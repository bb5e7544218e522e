//! The per-invocation batch loop.
//!
//! Consumes the checkpointed entry list in fixed-size slices, running
//! Validator -> Transformer -> Artifact Writer for each entry. Progress
//! is checkpointed durably after every slice, so a crash between slices
//! loses at most one slice's work. Job status is re-read before every
//! slice; a cancellation written by the client stops the loop at that
//! boundary.

use gala_core::naming::sanitize_file_name;
use gala_core::types::DbId;
use gala_db::models::photo::Photo;
use gala_db::models::status::UploadJobStatus;
use gala_db::models::upload_job::{EntryError, UploadJob};
use gala_events::{JobEvent, JobEventBus};
use gala_storage::ObjectStore;

use crate::budget::InvocationBudget;
use crate::config::PipelineConfig;
use crate::error::{EntryFailure, PipelineError};
use crate::ledger::{JobLedger, PhotoLedger};
use crate::transform;
use crate::validate::{self, Archive};
use crate::writer::ArtifactWriter;

/// Why the batch loop handed control back to the orchestrator.
#[derive(Debug, Clone, Copy, PartialEq, Eq)]
pub enum BatchOutcome {
    /// Every entry in the checkpointed list is accounted for.
    AllProcessed,
    /// The time budget ran out; a continuation must finish the rest.
    BudgetExhausted,
    /// The job left `processing` under us (user cancellation).
    Cancelled,
}

/// Runs the batch loop for one invocation.
pub struct BatchProcessor<'a> {
    ledger: &'a dyn JobLedger,
    photos: &'a dyn PhotoLedger,
    storage: &'a dyn ObjectStore,
    bus: &'a JobEventBus,
    config: &'a PipelineConfig,
}

impl<'a> BatchProcessor<'a> {
    pub fn new(
        ledger: &'a dyn JobLedger,
        photos: &'a dyn PhotoLedger,
        storage: &'a dyn ObjectStore,
        bus: &'a JobEventBus,
        config: &'a PipelineConfig,
    ) -> Self {
        Self {
            ledger,
            photos,
            storage,
            bus,
            config,
        }
    }

    /// Process entries until the list is exhausted, the budget runs out,
    /// or the job is cancelled.
    pub async fn run(
        &self,
        job: &UploadJob,
        archive_bytes: &[u8],
        budget: &dyn InvocationBudget,
    ) -> Result<BatchOutcome, PipelineError> {
        let entries = job.entries();
        let mut processed = job.processed_photos;
        let mut failed = job.failed_photos;
        let mut errors = job.errors();

        let mut archive = validate::open_archive(archive_bytes)?;
        let writer = ArtifactWriter::new(self.storage, self.photos, &self.config.media_bucket);

        loop {
            // Cancellation check at the batch boundary.
            let status = self
                .ledger
                .status_of(job.id)
                .await?
                .and_then(UploadJobStatus::from_id);
            if status != Some(UploadJobStatus::Processing) {
                tracing::info!(job_id = job.id, ?status, "Job left processing, stopping batch loop");
                return Ok(BatchOutcome::Cancelled);
            }

            let offset = (processed + failed) as usize;
            if offset >= entries.len() {
                return Ok(BatchOutcome::AllProcessed);
            }
            if !budget.has_remaining() {
                return Ok(BatchOutcome::BudgetExhausted);
            }

            let slice_end = (offset + self.config.batch_size).min(entries.len());
            let mut out_of_time = false;

            for entry_name in &entries[offset..slice_end] {
                // Mid-slice budget re-check: remaining entries are
                // skipped for this invocation, not failed.
                if !budget.has_remaining() {
                    out_of_time = true;
                    break;
                }

                match self
                    .process_entry(&mut archive, job.event_id, entry_name, &writer)
                    .await
                {
                    Ok(photo) => {
                        processed += 1;
                        tracing::debug!(
                            job_id = job.id,
                            entry = %entry_name,
                            photo_id = photo.id,
                            "Entry processed"
                        );
                    }
                    Err(failure) => {
                        failed += 1;
                        tracing::warn!(
                            job_id = job.id,
                            entry = %entry_name,
                            error = %failure,
                            "Entry failed"
                        );
                        errors.push(EntryError {
                            entry_name: entry_name.clone(),
                            message: failure.to_string(),
                        });
                    }
                }
            }

            // Durable checkpoint after every slice.
            match self
                .ledger
                .checkpoint(job.id, processed, failed, &errors)
                .await?
            {
                Some(row) => self.bus.publish(
                    JobEvent::new(row.id, row.event_id, row.owner_id, "processing")
                        .with_progress(row.total_photos, row.processed_photos, row.failed_photos),
                ),
                // Guard rejected the write: the job is no longer processing.
                None => return Ok(BatchOutcome::Cancelled),
            }

            if out_of_time {
                return Ok(BatchOutcome::BudgetExhausted);
            }
        }
    }

    /// Validator -> Transformer -> Artifact Writer for one entry.
    async fn process_entry(
        &self,
        archive: &mut Archive<'_>,
        event_id: DbId,
        entry_name: &str,
        writer: &ArtifactWriter<'_>,
    ) -> Result<Photo, EntryFailure> {
        let bytes = validate::read_entry(archive, entry_name, self.config.max_entry_bytes)?;

        let base_name = entry_name.rsplit(['/', '\\']).next().unwrap_or(entry_name);
        let file_name = sanitize_file_name(base_name).ok_or(EntryFailure::EmptyName)?;

        let kind = validate::sniff_entry(&bytes)?;

        // Decode/resize/encode is CPU-bound; keep it off the async
        // executor threads.
        let config = self.config.clone();
        let (bytes, transformed) = tokio::task::spawn_blocking(move || {
            let result = transform::process_image(&bytes, &config);
            (bytes, result)
        })
        .await
        .map_err(|e| EntryFailure::Decode(format!("transform task failed: {e}")))?;
        let transformed = transformed?;

        writer
            .store_photo(event_id, &file_name, kind, bytes, &transformed)
            .await
    }
}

#### Problem description
Gather up every line from the listing above in which the word "left" occurs.

#### Output of the exercise
    /// The job left `processing` under us (user cancellation).
                tracing::info!(job_id = job.id, ?status, "Job left processing, stopping batch loop");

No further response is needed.